The higher commission rates come after government spoke with retailers about “the challenges facing the industry and future growth opportunities,” said the release.
The upfront costs and investment for the Tier 1 stories was significantly higher, said Finance minister Tom Osborne at a news conference Wednesday.
“Because they needed additional storage, they needed additional security …The only product they really rely on is either cannabis or cannabis related products,” Osborne said.
“We understand that these particular stores, because of the increased investment, were at risk.”
The NLC also announced new deals with marijuana producers, based in Canada.
- 7 Acres.
- Truss Beverages.
- The Green Organic Dutchman.
No cannabis vape products in N.L.
The provincial government says it will not allow cannabis vape products in Newfoundland and Labrador to be introduced for now.

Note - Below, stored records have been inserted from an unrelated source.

//! SVG emitter for the visual projection.

use crate::projection::{ViewProfile, VisualGraph};
use std::fmt::Write as _;

const EDGE_STROKE: &str = "#6b7280";
const NODE_STROKE: &str = "#ffffff";
const TITLE_FILL: &str = "#ffffff";
const HOURS_FILL: &str = "#9ca3af";
const CAPTION_SIZE: f64 = 10.0;
// Text baseline nudge so the caption sits optically centered in the circle.
const CAPTION_BASELINE_NUDGE: f64 = 5.0;

#[derive(Debug, Clone)]
pub struct SvgRenderOptions {
    /// Optional background fill behind the whole diagram.
    pub background: Option<String>,
    pub font_family: String,
}

impl Default for SvgRenderOptions {
    fn default() -> Self {
        Self {
            background: None,
            font_family: "sans-serif".to_string(),
        }
    }
}

pub fn render_visual_svg(visual: &VisualGraph, options: &SvgRenderOptions) -> String {
    let (title_size, hours_size) = match visual.profile {
        ViewProfile::Compact => (12.0, 10.0),
        ViewProfile::Detail => (14.0, 12.0),
    };
    let width = visual.viewport.width;
    let height = visual.viewport.height;
    let font = xml_escape(&options.font_family);

    let mut out = String::new();
    let _ = writeln!(
        &mut out,
        r#"<svg xmlns="http://www.w3.org/2000/svg" width="{width}" height="{height}" viewBox="0 0 {width} {height}">"#
    );
    let _ = writeln!(
        &mut out,
        r#"<defs><marker id="arrowhead" markerWidth="10" markerHeight="7" refX="9" refY="3.5" orient="auto"><polygon points="0 0, 10 3.5, 0 7" fill="{EDGE_STROKE}"/></marker></defs>"#
    );
    if let Some(background) = &options.background {
        let _ = writeln!(
            &mut out,
            r#"<rect width="{width}" height="{height}" fill="{}"/>"#,
            xml_escape(background)
        );
    }

    for edge in &visual.edges {
        let _ = writeln!(
            &mut out,
            r#"<line x1="{}" y1="{}" x2="{}" y2="{}" stroke="{EDGE_STROKE}" stroke-width="2" marker-end="url(#arrowhead)"/>"#,
            edge.x1, edge.y1, edge.x2, edge.y2
        );
    }

    for node in &visual.nodes {
        let _ = writeln!(
            &mut out,
            r#"<circle cx="{}" cy="{}" r="{}" fill="{}" stroke="{NODE_STROKE}" stroke-width="2"/>"#,
            node.x,
            node.y,
            node.radius,
            xml_escape(&node.fill)
        );
        let _ = writeln!(
            &mut out,
            r#"<text x="{}" y="{}" text-anchor="middle" fill="{TITLE_FILL}" font-family="{font}" font-size="{title_size}" font-weight="bold">{}</text>"#,
            node.x,
            node.title_y,
            xml_escape(&node.title)
        );
        let _ = writeln!(
            &mut out,
            r#"<text x="{}" y="{}" text-anchor="middle" fill="{HOURS_FILL}" font-family="{font}" font-size="{hours_size}">{}</text>"#,
            node.x,
            node.hours_y,
            xml_escape(&node.hours)
        );
        if let Some(caption) = &node.caption {
            let _ = writeln!(
                &mut out,
                r#"<text x="{}" y="{}" text-anchor="middle" fill="{TITLE_FILL}" font-family="{font}" font-size="{CAPTION_SIZE}">{}</text>"#,
                node.x,
                node.y + CAPTION_BASELINE_NUDGE,
                xml_escape(caption)
            );
        }
    }

    out.push_str("</svg>\n");
    out
}

fn xml_escape(raw: &str) -> String {
    let mut out = String::with_capacity(raw.len());
    for ch in raw.chars() {
        match ch {
            '&' => out.push_str("&amp;"),
            '<' => out.push_str("&lt;"),
            '>' => out.push_str("&gt;"),
            '"' => out.push_str("&quot;"),
            '\'' => out.push_str("&#39;"),
            _ => out.push(ch),
        }
    }
    out
}
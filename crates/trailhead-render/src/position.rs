//! Level → canvas coordinate assignment.

use crate::model::{Canvas, LayoutPoint, LevelAssignment, PositionMap};
use rustc_hash::FxHashMap;

/// Spreads each level's topics evenly across the canvas width, and the
/// levels evenly down the canvas height, with symmetric margins: level `k`
/// of `L` sits at `y = (k+1) * H/(L+1)`, topic `i` of `m` within a level at
/// `x = (i+1) * W/(m+1)`. Deterministic for identical input.
pub fn assign_positions(levels: &LevelAssignment, canvas: Canvas) -> PositionMap {
    let mut positions: FxHashMap<_, _> = FxHashMap::default();
    let depth = levels.depth();
    if depth == 0 {
        return PositionMap { positions };
    }

    let level_height = canvas.height / (depth as f64 + 1.0);
    for (level, members) in levels.groups().iter().enumerate() {
        let level_width = canvas.width / (members.len() as f64 + 1.0);
        let y = (level as f64 + 1.0) * level_height;
        for (index, id) in members.iter().enumerate() {
            positions.insert(
                id.clone(),
                LayoutPoint {
                    x: (index as f64 + 1.0) * level_width,
                    y,
                },
            );
        }
    }

    PositionMap { positions }
}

Reports of lung diseases associated with vaping need more analysis by experts to figure out exact cause, but many of the cases involve vaping cannabis, said government.
“This is a door we don’t need to open,” Health Minister John Haggie said. “We have not a situation where cannabis vaping products are as yet legal.”
Haggie hopes the move can be part of a national initiative on cannabis vaping products. He hopes to meet with the federal minister responsible for the file by the end of the week.
The government said it wants more information and the results of any clinical evidence before it will consider allowing the products in the province.
“The aim of these measures is to protect public health while also supporting local retailers,” states the media release.